Full Annual Report & Financial Statements 2015

 

Annual Review 2015

Introduction:

The charity published (via the Charity Commission website) its Trustees’ Report and Financial Statements for the year to 31 December 2015, in March 2016.

This Annual Review reports on the key elements of the charity’s activities last year, updating where possible as the trustees and staff plan for the future.

 

Financial Results:

Income for the year was £1,578k, which included the transfer of more than £1,051k from the Matthew Hodder Charitable Trust (a one off event). The MHCT funds have to be recorded as income for the year but were almost immediately invested with Rathbones (investment managers) and are being used to provide grants programmes from the designated Matthew Hodder Fund.

Costs at £572k, were as the trustees had forecast.

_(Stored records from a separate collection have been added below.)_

impl TypeChecker for FixtureHost {
    fn type_flags(&self, ty: TypeRef) -> TypeFlags {
        match self.get(ty) {
            FixtureType::Flag(f) => *f,
            FixtureType::StringLit(_) => TypeFlags::STRING_LITERAL,
            FixtureType::NumberLit(_) => TypeFlags::NUMBER_LITERAL,
            FixtureType::BoolLit(_) => TypeFlags::BOOLEAN_LITERAL,
            FixtureType::Union(_) => TypeFlags::UNION,
            FixtureType::Intersection(_) => TypeFlags::INTERSECTION,
            FixtureType::Enum { .. } => TypeFlags::ENUM,
            _ => TypeFlags::OBJECT,
        }
    }

    fn type_name(&self, ty: TypeRef) -> Option<String> {
        match self.get(ty) {
            FixtureType::Object { name, .. } => name.clone(),
            FixtureType::Enum { name, .. } => Some(name.clone()),
            FixtureType::Generic { name, .. } => Some(name.clone()),
            _ => None,
        }
    }

    fn declaring_file(&self, ty: TypeRef) -> Option<String> {
        self.type_files.get(&ty).cloned()
    }

    fn alias_info(&self, ty: TypeRef) -> Option<AliasInfo> {
        match self.get(ty) {
            FixtureType::Generic { name, args } => Some(AliasInfo {
                name: name.clone(),
                type_args: args.clone(),
            }),
            _ => None,
        }
    }

    fn type_arguments(&self, ty: TypeRef) -> Vec<TypeRef> {
        match self.get(ty) {
            FixtureType::Generic { args, .. } => args.clone(),
            _ => Vec::new(),
        }
    }

    fn literal_value(&self, ty: TypeRef) -> Option<LiteralValue> {
        match self.get(ty) {
            FixtureType::StringLit(s) => Some(LiteralValue::String(s.clone())),
            FixtureType::NumberLit(n) => Some(LiteralValue::Number(*n)),
            FixtureType::BoolLit(b) => Some(LiteralValue::Boolean(*b)),
            _ => None,
        }
    }

    fn union_members(&self, ty: TypeRef) -> Vec<TypeRef> {
        match self.get(ty) {
            FixtureType::Union(members) => members.clone(),
            _ => Vec::new(),
        }
    }

    fn intersection_members(&self, ty: TypeRef) -> Vec<TypeRef> {
        match self.get(ty) {
            FixtureType::Intersection(members) => members.clone(),
            _ => Vec::new(),
        }
    }

    fn properties(&self, ty: TypeRef) -> Vec<PropertySite> {
        match self.get(ty) {
            FixtureType::Object { props, .. } => props.clone(),
            _ => Vec::new(),
        }
    }

    fn element_type(&self, ty: TypeRef) -> Option<TypeRef> {
        match self.get(ty) {
            FixtureType::Array(el) => Some(*el),
            _ => None,
        }
    }

    fn tuple_info(&self, ty: TypeRef) -> Option<TupleInfo> {
        match self.get(ty) {
            FixtureType::Tuple { elements, rest } => Some(TupleInfo {
                elements: elements.clone(),
                rest: *rest,
            }),
            _ => None,
        }
    }

    fn enum_members(&self, ty: TypeRef) -> Vec<EnumMemberInfo> {
        match self.get(ty) {
            FixtureType::Enum { members, .. } => members.clone(),
            _ => Vec::new(),
        }
    }

    fn index_signature(&self, ty: TypeRef) -> Option<IndexSignature> {
        match self.get(ty) {
            FixtureType::Record { key, value } => Some(IndexSignature {
                key: *key,
                value: *value,
            }),
            _ => None,
        }
    }

    fn string_repr(&self, ty: TypeRef) -> String {
        match self.get(ty) {
            FixtureType::Flag(f) => format!("type#{:#x}", f.0),
            FixtureType::StringLit(s) => format!("\"{}\"", s),
            FixtureType::NumberLit(n) => n.to_string(),
            FixtureType::BoolLit(b) => b.to_string(),
            FixtureType::Object { name, .. } => {
                name.clone().unwrap_or_else(|| "(anonymous)".to_string())
            }
            FixtureType::Enum { name, .. } => name.clone(),
            FixtureType::Generic { name, .. } => name.clone(),
            FixtureType::Array(_) => "Array".to_string(),
            FixtureType::Tuple { .. } => "tuple".to_string(),
            FixtureType::Union(_) => "union".to_string(),
            FixtureType::Intersection(_) => "intersection".to_string(),
            FixtureType::Record { .. } => "Record".to_string(),
        }
    }
}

The result is a surplus of £1,006k (£979k after losses on investments) for 2015.

 

The forecast result for 2016 is likely to be:

Income:                       £452k*

Costs:                           £570k

Surplus/(deficit):         (£118k) *(as at 31 May 2016 income is £20k ahead of budget; additionally there is a restricted fund of £36k from a grant from the Unwin Charitable Trust, carried over from 2015, to cover the planned cost of boiler replacements at The Retreat) and £55k has been drawn down from reserves to cover cash-shortfall).

 

Grants:

With some 98 beneficiaries throughout the country receiving help, support and encouragement in own homes, BTBS has seen a marked uptake of enquiries and grant-making activities. Mr A had to cut his working hours in order to care for his disabled wife and school-age daughter. Carers’ Allowance didn’t go anywhere near making up the shortfall in his income and the family were struggling to make ends meet. BTBS was able to support them with a regular monthly grant of £165 which has made a small but significant difference to their quality of life.

 

The new education and training grants programmes, which the Matthew Hodder Fund supports, is beginning to gather speed with some 20 grants to individuals and groups last year, which helped individuals enter the book trade, provide support to interns and post-graduates and enable educational projects and initiatives.

 

Ms B was a bright and enthusiastic graduate from the north of England keen to break into the Book Trade. She was offered a two-week work placement with a prestigious London publishing house, but didn’t think she could take up the offer because she couldn’t afford to stay in London for the duration of the placement. BTBS let her stay in their Guest Bungalow for two weeks and gave her a grant of £400 to cover her travel and living costs.

 

Ms C was working for six months as an intern for a publishing firm in London, but struggling to cope on the minimum wage. Under the Matthew Hodder Fund “Supporting Interns” scheme, BTBS was able to supplement her income with a grant of £300 per month for the duration of the internship, enabling her to meet the cost of living in London. Since completing her internship, Ms C has secured a permanent marketing job in the Book Trade.

 

A grant of £1350 from the Matthew Hodder Trust Fund enabled the Chipping Norton Festival to run a short story project for primary school children. The money paid for two children’s authors to go into local schools and deliver creative workshops around Shakespeare’s “Macbeth”. The children went on to write their own short stories which were published in a book to be sold at the festival and to parents and relatives.

 

The Retreat:

BTBS’ long-established independent-living housing scheme was largely full throughout the year and into 2016. A trial is underway to use eco-friendly energy solutions to some properties, to reduce fuel use and maintenance costs. If the cost/benefit is positive, is hoped to roll-out energy-saving systems in 2016. There are plans to provide additional self-contained homes in the near future.

 

Progress with objectives for 2016:

The BTBS Board of trustees set the charity some tough objectives for the year to include:

  • rolling out the grants and education programmes as far as possible
  • continuing to provide the highest standards of grants, education, training and housing
  • collaborating further with trade organisations and other charities to help, support and fund BTBS’ innovative and worthwhile programmes for the benefit of the book trade
  • eliminating any annual income and expenditure deficit
  • having sufficient reserves for its activities.

 

Plans for the next 5 years:

BTBS has agreed a succession plan for key trustees and staff to ensure continuity which will ensure the governing body (the Board) and the small staff team are populated with individuals who can offer their knowledge, skills and experiences for the charity’s benefit.

With the linking to a smaller society (hopefully) later in 2016, BTBS will be able to expand and develop its housing provision, while the Board contemplates the possibility of further developments at The Retreat.